-- LISTED ENTRIES follows --

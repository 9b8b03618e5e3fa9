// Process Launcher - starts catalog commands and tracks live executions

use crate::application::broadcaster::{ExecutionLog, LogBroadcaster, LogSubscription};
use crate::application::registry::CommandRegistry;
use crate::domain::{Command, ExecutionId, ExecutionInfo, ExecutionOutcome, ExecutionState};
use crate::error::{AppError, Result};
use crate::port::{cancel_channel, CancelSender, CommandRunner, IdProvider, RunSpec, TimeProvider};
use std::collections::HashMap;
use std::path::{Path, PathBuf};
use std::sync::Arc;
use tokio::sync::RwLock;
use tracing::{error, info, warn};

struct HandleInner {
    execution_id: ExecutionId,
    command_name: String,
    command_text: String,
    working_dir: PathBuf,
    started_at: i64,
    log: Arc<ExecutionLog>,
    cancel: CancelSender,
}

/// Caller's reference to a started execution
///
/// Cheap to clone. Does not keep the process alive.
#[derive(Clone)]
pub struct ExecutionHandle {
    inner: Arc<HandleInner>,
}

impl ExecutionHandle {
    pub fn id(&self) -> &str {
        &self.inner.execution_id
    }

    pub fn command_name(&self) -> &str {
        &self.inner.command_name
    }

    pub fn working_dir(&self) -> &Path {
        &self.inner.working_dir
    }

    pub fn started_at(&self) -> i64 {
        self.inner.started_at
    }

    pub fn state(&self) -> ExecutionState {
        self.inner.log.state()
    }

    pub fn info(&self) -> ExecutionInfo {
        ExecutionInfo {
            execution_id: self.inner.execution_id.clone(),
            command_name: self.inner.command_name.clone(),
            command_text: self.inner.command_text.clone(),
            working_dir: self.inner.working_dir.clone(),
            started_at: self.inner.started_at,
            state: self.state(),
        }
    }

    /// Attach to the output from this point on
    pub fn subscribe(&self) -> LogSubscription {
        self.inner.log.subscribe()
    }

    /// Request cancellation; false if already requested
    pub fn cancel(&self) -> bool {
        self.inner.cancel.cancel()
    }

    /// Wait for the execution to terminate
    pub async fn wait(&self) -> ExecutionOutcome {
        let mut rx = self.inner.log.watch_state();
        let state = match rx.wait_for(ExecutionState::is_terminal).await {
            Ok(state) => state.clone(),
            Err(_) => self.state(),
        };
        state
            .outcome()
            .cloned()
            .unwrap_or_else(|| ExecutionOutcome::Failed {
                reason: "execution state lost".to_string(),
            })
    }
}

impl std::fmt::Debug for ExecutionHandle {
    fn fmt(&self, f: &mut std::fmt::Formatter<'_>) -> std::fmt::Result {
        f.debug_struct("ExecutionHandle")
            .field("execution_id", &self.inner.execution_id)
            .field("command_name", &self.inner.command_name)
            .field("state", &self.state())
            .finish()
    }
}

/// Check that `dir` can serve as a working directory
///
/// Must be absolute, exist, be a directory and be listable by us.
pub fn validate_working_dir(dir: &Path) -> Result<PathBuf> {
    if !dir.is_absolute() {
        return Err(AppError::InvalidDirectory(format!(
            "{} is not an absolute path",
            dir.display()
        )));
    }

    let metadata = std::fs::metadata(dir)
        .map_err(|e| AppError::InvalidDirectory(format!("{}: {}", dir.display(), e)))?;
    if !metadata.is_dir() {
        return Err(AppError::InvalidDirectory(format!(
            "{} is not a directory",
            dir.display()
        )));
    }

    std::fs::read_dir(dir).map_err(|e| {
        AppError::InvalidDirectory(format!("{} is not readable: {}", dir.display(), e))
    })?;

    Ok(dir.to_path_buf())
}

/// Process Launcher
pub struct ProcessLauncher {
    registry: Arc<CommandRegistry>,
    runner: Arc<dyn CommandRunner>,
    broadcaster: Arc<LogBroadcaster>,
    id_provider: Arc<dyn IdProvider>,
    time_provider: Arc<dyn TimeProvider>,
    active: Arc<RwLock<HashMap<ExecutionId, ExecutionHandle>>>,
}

-- LISTED ENTRIES concluded --
-- LISTED ENTRIES follows --

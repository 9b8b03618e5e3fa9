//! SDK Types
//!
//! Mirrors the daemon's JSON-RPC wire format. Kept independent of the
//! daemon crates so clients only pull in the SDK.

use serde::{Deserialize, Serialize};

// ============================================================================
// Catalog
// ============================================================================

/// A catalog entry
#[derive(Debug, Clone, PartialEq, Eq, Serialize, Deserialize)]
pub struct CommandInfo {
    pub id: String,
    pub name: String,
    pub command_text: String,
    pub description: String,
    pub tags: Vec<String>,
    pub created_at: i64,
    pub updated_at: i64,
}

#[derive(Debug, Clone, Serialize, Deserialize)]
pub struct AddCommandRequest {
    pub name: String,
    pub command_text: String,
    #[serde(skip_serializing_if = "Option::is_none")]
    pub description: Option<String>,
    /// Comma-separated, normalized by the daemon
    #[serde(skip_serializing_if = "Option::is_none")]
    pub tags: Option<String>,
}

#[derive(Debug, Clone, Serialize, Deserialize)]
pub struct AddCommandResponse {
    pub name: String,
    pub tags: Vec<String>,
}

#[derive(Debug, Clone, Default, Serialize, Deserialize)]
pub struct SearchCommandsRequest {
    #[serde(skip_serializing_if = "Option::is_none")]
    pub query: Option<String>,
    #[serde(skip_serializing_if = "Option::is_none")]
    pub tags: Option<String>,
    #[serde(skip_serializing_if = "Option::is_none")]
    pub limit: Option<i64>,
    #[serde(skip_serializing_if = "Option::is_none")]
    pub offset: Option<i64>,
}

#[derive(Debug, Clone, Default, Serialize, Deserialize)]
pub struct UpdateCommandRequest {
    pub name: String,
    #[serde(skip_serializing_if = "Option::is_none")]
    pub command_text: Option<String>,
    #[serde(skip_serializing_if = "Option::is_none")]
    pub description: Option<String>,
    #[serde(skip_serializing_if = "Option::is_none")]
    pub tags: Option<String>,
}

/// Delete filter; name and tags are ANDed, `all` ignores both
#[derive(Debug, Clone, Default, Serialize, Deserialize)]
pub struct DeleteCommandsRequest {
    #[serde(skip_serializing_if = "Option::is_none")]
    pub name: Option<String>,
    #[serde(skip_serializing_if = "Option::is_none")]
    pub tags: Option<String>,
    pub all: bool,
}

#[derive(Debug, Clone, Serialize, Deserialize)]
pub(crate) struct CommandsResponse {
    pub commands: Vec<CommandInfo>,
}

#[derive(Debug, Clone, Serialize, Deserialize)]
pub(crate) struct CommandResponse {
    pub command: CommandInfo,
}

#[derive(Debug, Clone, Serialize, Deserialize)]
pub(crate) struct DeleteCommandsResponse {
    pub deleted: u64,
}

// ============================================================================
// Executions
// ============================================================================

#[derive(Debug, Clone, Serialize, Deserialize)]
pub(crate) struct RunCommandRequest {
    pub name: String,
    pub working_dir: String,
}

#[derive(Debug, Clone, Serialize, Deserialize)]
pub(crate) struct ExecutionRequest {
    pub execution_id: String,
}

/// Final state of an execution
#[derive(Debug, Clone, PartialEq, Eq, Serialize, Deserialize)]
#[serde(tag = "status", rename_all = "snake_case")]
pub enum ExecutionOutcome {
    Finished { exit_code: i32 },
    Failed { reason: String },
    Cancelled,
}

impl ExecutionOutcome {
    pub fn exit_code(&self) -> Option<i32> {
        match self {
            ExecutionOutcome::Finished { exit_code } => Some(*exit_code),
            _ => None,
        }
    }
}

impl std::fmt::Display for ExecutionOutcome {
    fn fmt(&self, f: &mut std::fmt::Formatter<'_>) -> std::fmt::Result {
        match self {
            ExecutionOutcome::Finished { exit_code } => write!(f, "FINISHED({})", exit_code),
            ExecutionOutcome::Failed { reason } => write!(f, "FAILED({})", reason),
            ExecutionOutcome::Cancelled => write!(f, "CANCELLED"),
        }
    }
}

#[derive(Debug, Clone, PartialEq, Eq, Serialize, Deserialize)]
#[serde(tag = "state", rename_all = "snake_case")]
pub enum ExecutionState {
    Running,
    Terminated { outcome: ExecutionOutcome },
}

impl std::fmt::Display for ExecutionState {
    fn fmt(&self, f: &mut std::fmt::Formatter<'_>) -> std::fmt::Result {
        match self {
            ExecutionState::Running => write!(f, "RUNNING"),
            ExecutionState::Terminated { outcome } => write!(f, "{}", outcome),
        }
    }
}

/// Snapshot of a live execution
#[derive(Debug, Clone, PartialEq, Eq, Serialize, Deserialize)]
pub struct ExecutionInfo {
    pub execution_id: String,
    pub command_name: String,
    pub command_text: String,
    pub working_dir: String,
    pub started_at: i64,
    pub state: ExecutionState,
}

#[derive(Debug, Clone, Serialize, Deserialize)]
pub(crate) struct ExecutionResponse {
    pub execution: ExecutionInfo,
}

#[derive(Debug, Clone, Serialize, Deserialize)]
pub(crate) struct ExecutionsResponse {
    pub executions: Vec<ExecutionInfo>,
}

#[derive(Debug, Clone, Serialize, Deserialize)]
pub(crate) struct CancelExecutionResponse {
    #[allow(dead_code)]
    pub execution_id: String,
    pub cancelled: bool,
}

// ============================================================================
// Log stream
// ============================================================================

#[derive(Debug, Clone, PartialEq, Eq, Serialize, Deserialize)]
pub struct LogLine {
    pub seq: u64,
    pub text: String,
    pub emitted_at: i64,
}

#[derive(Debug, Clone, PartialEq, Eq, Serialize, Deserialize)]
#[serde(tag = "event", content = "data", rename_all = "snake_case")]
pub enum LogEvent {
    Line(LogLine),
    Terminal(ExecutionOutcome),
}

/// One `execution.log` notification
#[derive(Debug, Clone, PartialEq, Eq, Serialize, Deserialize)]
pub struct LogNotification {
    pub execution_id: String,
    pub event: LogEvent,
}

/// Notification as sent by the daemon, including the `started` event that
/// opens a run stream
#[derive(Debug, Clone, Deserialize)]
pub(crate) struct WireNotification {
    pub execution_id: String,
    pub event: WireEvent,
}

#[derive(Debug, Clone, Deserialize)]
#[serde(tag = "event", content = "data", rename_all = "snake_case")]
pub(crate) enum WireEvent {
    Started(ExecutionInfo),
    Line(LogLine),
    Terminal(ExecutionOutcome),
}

-- LISTED ENTRIES concluded --

WHAT IS REQUIRED → From the records above, pull out every line containing the word "Finished".

YOUR RESPONSE →
    Finished { exit_code: i32 },
            ExecutionOutcome::Finished { exit_code } => Some(*exit_code),
            ExecutionOutcome::Finished { exit_code } => write!(f, "FINISHED({})", exit_code),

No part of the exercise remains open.